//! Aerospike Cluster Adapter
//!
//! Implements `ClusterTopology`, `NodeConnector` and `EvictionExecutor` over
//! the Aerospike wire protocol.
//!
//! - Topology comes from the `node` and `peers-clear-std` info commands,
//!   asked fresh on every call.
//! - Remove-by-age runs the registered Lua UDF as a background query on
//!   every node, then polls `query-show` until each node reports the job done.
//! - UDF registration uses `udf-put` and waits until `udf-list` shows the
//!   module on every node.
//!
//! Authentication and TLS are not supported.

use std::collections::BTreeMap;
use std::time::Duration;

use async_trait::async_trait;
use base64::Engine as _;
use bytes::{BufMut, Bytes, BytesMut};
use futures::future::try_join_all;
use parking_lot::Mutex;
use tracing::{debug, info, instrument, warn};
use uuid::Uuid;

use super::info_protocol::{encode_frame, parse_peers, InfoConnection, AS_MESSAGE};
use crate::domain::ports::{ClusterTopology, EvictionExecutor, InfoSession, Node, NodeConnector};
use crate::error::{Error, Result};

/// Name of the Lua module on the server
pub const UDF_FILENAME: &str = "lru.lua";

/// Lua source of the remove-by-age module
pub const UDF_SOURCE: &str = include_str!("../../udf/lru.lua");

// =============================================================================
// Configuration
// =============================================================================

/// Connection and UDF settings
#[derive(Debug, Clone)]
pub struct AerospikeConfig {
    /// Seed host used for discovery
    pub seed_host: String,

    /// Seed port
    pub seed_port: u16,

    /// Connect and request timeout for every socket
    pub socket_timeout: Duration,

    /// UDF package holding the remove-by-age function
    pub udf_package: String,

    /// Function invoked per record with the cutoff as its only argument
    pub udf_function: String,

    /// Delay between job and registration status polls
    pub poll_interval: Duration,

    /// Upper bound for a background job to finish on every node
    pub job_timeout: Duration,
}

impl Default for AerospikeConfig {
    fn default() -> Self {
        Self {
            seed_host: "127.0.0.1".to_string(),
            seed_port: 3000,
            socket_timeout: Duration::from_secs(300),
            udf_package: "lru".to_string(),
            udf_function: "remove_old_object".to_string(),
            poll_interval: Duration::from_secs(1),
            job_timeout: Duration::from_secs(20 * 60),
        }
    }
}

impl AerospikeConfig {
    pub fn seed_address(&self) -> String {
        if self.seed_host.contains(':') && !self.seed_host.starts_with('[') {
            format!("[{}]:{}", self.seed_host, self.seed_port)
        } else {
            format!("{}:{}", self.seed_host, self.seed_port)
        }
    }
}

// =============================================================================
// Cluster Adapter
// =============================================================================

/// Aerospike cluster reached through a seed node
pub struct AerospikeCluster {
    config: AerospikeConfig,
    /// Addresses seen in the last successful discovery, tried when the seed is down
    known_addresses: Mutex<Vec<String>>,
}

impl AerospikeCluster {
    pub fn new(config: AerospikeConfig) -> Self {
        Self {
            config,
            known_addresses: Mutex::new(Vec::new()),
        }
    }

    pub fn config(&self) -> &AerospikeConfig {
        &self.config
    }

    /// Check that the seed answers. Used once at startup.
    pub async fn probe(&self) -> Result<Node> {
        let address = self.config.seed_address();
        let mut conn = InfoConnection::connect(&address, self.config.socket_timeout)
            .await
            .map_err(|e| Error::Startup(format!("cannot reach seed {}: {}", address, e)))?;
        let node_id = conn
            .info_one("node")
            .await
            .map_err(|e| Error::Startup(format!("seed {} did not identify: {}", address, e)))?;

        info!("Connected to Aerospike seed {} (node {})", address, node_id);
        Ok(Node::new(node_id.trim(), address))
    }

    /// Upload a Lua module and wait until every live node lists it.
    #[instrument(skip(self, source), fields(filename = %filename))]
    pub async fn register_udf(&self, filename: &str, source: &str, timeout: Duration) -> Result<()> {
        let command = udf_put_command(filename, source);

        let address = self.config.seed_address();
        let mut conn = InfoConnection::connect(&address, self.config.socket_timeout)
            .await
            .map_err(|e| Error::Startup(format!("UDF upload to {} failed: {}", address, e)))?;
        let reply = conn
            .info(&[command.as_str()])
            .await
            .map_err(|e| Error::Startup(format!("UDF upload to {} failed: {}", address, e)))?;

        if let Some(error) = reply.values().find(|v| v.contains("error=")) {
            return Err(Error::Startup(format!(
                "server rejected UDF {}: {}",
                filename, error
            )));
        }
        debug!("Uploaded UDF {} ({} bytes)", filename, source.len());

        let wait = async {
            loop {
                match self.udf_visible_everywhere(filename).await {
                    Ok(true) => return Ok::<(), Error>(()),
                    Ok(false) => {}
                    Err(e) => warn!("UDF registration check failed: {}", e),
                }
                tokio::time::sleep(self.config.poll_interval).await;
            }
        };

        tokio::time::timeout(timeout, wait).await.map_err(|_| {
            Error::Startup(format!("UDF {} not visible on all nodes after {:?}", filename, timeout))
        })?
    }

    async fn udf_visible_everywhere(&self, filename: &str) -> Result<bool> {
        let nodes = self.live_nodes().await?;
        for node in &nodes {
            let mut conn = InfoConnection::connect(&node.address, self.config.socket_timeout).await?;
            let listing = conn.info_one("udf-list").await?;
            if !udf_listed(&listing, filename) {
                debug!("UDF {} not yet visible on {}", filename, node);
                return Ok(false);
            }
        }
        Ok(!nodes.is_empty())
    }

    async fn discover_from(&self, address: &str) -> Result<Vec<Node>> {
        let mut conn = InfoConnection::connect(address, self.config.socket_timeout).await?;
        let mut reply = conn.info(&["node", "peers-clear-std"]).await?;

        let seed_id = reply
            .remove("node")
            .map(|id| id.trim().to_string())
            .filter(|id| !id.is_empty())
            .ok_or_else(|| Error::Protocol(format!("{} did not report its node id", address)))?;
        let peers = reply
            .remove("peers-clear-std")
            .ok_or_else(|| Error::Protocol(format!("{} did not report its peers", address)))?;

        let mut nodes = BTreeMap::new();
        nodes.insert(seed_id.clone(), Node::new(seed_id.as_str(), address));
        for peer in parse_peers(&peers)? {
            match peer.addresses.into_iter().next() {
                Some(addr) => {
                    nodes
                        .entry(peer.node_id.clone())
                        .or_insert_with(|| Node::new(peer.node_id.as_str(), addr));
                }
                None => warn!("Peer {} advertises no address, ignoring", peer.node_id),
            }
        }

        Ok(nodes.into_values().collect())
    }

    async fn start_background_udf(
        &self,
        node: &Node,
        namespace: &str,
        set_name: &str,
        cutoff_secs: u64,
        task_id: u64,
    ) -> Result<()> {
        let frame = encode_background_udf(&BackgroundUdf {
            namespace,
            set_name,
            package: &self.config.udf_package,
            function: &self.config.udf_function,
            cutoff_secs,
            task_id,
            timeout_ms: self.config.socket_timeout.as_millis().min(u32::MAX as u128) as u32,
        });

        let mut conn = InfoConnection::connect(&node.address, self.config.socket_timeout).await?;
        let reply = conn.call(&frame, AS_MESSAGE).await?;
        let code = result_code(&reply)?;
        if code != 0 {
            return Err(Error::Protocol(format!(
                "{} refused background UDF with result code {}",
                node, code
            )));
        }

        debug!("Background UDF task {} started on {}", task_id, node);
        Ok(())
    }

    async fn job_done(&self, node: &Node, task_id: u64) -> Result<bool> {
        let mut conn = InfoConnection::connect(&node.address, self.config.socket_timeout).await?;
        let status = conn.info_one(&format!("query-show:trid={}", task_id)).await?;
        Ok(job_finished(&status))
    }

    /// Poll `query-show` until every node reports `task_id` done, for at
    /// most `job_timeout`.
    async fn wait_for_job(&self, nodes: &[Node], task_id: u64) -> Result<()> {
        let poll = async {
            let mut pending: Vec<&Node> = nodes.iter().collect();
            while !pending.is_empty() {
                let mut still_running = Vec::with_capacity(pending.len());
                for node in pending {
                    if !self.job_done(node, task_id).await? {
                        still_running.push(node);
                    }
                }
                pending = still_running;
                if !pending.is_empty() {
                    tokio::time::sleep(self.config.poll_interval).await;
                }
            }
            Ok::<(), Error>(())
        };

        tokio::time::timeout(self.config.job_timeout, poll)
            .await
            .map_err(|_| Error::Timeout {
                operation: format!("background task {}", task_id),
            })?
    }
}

━━━

■ **Problem**: An exact copy of the data is needed, running from its first line through the line that holds "- UDF registration", and nothing beyond that.

■ **Solution to the problem**:
//! Aerospike Cluster Adapter
//!
//! Implements `ClusterTopology`, `NodeConnector` and `EvictionExecutor` over
//! the Aerospike wire protocol.
//!
//! - Topology comes from the `node` and `peers-clear-std` info commands,
//!   asked fresh on every call.
//! - Remove-by-age runs the registered Lua UDF as a background query on
//!   every node, then polls `query-show` until each node reports the job done.
//! - UDF registration uses `udf-put` and waits until `udf-list` shows the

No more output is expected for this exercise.